* _DIRECTIONS FOR THIS TASK_:
Among the entries below, find each line with "ClusterConfig" and show it.

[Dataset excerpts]
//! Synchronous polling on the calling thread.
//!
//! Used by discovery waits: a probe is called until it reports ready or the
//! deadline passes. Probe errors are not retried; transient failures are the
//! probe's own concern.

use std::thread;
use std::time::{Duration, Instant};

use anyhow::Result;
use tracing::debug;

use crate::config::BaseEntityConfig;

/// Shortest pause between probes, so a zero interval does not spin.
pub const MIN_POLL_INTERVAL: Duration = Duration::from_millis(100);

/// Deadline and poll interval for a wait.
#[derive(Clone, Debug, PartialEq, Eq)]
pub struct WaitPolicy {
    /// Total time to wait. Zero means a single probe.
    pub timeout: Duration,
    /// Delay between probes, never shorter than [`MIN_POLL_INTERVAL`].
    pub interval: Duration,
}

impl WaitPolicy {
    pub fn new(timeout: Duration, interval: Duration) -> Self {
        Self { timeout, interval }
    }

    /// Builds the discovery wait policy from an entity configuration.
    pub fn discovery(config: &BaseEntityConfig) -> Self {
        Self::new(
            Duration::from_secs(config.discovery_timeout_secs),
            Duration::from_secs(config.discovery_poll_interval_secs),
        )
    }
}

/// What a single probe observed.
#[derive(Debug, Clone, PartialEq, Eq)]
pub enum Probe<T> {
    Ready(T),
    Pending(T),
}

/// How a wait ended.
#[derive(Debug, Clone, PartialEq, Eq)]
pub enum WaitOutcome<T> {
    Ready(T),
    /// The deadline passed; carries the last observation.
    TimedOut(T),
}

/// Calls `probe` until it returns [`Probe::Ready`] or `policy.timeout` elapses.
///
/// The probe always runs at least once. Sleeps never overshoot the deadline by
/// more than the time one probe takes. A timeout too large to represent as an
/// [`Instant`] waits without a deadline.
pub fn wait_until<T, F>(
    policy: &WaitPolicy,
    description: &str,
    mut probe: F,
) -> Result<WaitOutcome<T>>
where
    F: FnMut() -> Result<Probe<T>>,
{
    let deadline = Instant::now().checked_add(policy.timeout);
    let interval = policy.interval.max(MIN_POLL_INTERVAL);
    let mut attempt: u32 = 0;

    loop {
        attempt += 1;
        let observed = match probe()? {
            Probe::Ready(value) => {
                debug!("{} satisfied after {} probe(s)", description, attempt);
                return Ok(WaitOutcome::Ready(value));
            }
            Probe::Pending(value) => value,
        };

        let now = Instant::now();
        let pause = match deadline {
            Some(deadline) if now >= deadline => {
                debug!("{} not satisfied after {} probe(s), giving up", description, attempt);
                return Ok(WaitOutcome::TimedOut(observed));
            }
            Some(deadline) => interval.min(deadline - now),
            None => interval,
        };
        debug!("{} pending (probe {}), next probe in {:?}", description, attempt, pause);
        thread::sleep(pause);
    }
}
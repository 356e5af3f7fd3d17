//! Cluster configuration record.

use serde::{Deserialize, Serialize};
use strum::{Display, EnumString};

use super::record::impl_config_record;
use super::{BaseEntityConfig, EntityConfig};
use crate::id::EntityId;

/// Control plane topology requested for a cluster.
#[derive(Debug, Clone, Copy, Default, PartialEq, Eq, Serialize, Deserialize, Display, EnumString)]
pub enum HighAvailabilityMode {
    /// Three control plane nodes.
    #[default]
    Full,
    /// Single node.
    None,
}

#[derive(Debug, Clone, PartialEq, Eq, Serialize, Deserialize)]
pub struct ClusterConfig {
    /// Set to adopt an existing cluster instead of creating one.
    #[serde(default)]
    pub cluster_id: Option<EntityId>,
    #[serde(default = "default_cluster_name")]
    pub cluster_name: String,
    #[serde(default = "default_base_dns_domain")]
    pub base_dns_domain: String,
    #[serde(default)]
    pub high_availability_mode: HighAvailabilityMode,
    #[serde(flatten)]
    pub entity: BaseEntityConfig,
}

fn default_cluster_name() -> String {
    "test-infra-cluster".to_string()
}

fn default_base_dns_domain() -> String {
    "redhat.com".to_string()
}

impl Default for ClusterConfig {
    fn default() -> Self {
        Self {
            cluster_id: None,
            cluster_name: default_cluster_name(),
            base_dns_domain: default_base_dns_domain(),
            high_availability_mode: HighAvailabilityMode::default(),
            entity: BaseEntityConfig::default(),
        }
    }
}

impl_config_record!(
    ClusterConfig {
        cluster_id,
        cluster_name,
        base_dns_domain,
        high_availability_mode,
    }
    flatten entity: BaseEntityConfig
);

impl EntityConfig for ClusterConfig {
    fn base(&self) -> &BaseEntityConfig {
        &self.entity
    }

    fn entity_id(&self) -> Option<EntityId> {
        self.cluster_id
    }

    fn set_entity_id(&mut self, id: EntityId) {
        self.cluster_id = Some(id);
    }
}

---

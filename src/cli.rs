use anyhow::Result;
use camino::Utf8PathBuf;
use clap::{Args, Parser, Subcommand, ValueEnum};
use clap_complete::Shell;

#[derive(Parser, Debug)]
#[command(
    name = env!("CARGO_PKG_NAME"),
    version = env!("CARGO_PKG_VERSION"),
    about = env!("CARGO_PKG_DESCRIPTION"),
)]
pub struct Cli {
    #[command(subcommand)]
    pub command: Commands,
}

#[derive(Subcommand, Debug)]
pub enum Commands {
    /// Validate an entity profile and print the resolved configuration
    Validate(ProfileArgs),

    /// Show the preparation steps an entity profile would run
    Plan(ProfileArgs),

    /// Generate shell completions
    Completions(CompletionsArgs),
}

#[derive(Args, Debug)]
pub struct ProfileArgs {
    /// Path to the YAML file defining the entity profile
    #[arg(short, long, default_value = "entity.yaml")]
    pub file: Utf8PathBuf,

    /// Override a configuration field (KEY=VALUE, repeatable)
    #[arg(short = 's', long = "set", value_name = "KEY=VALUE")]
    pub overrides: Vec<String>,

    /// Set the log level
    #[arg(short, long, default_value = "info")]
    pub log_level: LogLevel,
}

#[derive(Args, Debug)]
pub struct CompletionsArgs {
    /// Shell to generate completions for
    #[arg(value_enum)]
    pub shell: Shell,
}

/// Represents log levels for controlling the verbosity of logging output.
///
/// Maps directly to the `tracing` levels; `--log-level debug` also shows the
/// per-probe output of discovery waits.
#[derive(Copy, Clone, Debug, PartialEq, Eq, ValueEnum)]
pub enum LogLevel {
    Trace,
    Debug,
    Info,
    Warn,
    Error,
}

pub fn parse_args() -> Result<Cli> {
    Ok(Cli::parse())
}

* _OUTPUT FOR THIS TASK_:
pub struct ClusterConfig {
impl Default for ClusterConfig {
    ClusterConfig {
impl EntityConfig for ClusterConfig {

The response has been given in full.